_WHAT THE TASK ASKS_. Below are records; work out how many of their lines contain "ImageManager" and give only that number.

(Saved data entries)

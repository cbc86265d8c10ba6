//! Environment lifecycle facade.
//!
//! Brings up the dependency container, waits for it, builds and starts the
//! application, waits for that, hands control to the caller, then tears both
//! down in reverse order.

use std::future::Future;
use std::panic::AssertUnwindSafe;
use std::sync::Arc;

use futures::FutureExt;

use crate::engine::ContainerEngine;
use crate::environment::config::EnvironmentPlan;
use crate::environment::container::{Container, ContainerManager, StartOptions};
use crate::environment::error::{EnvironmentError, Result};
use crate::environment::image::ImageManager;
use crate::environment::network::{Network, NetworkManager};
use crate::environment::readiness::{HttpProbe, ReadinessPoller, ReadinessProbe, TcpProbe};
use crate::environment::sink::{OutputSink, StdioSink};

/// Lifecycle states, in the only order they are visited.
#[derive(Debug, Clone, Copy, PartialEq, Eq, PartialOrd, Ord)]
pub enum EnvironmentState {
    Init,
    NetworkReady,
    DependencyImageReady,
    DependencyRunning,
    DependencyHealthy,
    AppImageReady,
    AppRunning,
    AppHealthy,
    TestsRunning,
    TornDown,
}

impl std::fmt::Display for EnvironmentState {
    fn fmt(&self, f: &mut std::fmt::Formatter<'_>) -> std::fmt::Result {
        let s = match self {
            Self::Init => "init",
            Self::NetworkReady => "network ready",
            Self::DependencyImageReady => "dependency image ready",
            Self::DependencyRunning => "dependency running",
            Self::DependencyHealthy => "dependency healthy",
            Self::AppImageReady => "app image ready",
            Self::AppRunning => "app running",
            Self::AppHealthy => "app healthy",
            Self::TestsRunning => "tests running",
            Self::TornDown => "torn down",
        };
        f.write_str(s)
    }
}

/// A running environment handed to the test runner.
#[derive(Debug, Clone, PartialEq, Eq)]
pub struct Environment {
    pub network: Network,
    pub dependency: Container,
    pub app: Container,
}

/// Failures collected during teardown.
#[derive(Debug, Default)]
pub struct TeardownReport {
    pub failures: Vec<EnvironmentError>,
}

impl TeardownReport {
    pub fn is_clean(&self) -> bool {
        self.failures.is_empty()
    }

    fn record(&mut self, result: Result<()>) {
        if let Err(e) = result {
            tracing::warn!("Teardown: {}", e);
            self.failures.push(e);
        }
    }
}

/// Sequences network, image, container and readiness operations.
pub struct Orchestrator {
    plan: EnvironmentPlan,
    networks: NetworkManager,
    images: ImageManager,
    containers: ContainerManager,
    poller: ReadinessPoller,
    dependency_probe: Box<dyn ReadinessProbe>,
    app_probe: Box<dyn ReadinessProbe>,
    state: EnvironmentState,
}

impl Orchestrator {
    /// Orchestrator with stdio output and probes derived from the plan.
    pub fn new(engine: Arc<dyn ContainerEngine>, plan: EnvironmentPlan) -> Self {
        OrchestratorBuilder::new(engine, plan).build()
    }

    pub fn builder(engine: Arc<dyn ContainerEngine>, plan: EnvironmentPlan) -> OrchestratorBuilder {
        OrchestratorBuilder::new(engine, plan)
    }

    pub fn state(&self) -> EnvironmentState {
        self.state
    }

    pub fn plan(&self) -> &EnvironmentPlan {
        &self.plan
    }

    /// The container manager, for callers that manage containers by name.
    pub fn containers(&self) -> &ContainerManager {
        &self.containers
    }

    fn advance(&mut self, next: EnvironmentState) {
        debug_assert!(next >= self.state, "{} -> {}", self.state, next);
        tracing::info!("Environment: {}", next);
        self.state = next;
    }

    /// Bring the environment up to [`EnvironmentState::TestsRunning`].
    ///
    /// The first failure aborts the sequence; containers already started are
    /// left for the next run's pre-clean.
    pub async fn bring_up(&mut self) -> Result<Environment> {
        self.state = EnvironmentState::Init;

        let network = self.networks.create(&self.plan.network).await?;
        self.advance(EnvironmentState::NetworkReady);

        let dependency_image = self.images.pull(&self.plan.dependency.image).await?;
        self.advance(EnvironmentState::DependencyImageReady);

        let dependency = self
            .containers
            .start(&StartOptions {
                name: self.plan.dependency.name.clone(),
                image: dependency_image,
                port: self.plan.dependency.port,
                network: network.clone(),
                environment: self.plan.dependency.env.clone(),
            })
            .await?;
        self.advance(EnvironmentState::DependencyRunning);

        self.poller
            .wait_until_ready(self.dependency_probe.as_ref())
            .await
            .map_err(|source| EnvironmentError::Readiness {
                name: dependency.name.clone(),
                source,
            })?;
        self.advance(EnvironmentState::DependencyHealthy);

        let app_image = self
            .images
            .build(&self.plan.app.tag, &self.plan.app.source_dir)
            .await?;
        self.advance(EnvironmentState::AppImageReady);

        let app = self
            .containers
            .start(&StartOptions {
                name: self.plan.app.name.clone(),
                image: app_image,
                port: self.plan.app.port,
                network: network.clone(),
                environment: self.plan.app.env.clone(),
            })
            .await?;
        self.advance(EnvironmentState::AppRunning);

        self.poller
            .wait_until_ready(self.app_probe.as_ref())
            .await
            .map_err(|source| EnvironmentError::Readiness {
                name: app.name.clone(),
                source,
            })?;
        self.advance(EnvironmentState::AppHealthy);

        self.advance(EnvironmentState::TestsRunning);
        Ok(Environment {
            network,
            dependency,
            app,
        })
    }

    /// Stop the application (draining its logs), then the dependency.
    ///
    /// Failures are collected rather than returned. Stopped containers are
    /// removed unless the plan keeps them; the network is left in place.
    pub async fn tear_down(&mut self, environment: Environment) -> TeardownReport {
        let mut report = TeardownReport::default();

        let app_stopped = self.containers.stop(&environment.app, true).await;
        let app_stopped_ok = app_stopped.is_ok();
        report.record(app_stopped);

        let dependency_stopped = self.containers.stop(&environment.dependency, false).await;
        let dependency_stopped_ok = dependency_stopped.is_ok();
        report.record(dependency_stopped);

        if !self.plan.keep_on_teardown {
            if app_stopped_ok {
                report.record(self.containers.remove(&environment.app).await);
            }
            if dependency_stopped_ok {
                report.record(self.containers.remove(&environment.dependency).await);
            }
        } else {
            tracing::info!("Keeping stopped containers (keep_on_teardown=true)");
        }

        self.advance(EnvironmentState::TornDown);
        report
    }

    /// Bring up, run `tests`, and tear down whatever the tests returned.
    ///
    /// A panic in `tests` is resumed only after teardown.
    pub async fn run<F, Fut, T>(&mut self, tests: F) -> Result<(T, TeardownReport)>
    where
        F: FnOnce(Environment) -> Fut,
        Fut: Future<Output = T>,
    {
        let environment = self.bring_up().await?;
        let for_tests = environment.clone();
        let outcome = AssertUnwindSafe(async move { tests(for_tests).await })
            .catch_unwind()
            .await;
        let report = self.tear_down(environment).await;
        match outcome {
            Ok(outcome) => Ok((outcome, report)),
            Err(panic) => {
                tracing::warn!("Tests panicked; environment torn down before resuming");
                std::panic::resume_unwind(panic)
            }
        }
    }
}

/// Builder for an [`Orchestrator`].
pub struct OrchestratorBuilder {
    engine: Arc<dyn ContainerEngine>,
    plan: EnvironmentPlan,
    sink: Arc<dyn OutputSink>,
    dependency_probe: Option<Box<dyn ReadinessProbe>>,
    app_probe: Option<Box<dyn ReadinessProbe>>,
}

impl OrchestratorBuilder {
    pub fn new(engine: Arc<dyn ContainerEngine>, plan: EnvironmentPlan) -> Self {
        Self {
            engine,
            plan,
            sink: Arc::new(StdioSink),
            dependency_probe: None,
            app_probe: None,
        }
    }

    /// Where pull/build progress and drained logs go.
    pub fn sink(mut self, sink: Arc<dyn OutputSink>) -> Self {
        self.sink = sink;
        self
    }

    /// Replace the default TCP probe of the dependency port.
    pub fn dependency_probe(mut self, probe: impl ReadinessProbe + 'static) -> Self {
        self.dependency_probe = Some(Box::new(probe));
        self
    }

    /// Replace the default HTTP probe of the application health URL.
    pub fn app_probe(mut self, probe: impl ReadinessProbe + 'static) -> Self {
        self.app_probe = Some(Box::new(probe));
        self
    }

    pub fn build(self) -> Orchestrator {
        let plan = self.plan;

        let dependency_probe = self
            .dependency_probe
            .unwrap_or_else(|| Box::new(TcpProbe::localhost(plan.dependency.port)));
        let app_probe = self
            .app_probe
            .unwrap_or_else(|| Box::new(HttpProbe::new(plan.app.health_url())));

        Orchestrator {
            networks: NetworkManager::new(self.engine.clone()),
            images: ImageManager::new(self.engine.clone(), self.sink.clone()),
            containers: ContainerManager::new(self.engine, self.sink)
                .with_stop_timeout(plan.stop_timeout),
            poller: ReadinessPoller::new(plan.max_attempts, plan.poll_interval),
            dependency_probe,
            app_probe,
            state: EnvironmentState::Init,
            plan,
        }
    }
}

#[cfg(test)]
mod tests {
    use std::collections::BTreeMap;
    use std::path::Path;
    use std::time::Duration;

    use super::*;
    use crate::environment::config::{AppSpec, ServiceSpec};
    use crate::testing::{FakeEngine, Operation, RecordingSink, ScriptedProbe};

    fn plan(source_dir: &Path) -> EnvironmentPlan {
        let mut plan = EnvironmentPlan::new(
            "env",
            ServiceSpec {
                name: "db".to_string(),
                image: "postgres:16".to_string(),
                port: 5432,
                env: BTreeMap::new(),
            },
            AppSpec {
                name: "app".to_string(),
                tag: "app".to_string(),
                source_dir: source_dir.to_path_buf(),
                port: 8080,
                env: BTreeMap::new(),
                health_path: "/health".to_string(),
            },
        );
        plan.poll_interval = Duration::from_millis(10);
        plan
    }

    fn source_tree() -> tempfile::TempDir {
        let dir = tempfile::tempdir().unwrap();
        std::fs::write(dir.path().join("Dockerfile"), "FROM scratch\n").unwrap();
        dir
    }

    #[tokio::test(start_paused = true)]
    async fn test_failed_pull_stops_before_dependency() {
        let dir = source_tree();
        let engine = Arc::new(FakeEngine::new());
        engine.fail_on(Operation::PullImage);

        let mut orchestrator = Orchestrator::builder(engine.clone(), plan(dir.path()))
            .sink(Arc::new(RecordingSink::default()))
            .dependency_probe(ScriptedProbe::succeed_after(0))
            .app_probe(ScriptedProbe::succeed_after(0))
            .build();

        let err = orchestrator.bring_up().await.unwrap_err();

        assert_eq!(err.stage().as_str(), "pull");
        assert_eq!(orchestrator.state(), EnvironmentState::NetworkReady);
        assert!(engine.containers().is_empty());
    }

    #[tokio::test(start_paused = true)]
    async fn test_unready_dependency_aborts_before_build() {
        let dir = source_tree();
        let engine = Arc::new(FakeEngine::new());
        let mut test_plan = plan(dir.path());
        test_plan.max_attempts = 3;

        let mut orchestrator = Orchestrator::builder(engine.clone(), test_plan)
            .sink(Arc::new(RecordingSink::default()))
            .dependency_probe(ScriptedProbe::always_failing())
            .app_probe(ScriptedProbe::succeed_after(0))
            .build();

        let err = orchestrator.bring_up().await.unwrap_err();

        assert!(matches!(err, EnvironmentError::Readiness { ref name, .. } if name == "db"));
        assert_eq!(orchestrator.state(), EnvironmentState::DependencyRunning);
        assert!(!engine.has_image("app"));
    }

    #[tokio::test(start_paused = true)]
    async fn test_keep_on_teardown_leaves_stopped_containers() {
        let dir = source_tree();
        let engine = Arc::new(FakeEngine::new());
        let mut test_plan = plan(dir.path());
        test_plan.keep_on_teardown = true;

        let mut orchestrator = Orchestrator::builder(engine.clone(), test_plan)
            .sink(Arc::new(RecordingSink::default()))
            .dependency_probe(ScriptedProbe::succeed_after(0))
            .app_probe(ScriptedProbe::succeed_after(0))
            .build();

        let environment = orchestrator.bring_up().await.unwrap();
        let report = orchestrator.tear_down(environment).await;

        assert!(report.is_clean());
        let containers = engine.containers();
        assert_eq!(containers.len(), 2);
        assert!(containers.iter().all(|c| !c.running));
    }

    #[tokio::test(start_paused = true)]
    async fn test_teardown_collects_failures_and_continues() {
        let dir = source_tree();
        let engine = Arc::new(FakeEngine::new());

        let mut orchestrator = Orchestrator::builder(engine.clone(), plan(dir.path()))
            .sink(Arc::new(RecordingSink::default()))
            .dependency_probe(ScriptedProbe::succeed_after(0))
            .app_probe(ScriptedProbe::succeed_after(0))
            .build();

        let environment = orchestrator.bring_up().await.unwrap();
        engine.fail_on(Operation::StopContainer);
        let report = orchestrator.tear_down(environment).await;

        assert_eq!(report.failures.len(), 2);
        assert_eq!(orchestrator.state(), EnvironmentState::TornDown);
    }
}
...
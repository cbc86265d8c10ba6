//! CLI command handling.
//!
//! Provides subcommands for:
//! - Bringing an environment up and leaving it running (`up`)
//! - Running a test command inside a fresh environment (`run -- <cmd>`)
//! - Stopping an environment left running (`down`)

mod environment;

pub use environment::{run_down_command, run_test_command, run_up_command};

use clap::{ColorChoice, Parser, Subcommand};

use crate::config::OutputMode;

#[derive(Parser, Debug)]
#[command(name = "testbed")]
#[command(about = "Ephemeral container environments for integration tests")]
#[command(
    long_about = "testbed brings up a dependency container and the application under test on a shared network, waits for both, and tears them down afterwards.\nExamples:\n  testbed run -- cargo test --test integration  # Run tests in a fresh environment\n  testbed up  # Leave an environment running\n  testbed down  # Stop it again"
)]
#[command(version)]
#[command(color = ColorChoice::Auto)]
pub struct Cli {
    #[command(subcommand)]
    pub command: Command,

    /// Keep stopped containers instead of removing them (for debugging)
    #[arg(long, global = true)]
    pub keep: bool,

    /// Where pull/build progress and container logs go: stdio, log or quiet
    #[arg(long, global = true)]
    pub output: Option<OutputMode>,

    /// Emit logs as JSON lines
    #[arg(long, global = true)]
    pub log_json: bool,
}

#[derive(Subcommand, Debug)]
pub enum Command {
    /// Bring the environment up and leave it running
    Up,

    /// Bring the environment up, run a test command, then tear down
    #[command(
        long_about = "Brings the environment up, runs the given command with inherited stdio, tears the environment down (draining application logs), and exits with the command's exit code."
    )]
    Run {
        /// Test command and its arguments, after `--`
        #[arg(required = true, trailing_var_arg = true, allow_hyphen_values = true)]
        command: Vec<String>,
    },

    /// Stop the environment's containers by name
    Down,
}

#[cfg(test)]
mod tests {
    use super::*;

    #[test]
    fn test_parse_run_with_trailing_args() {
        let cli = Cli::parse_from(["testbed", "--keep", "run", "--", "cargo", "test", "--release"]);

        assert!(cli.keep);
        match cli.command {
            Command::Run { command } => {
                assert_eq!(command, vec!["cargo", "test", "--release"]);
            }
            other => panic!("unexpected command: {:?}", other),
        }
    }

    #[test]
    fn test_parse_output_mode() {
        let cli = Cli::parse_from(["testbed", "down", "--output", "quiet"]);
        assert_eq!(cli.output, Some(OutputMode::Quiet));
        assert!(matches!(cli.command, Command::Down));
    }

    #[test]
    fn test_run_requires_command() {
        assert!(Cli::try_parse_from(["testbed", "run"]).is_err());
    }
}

_RESPONSE TO THIS EXERCISE_. 3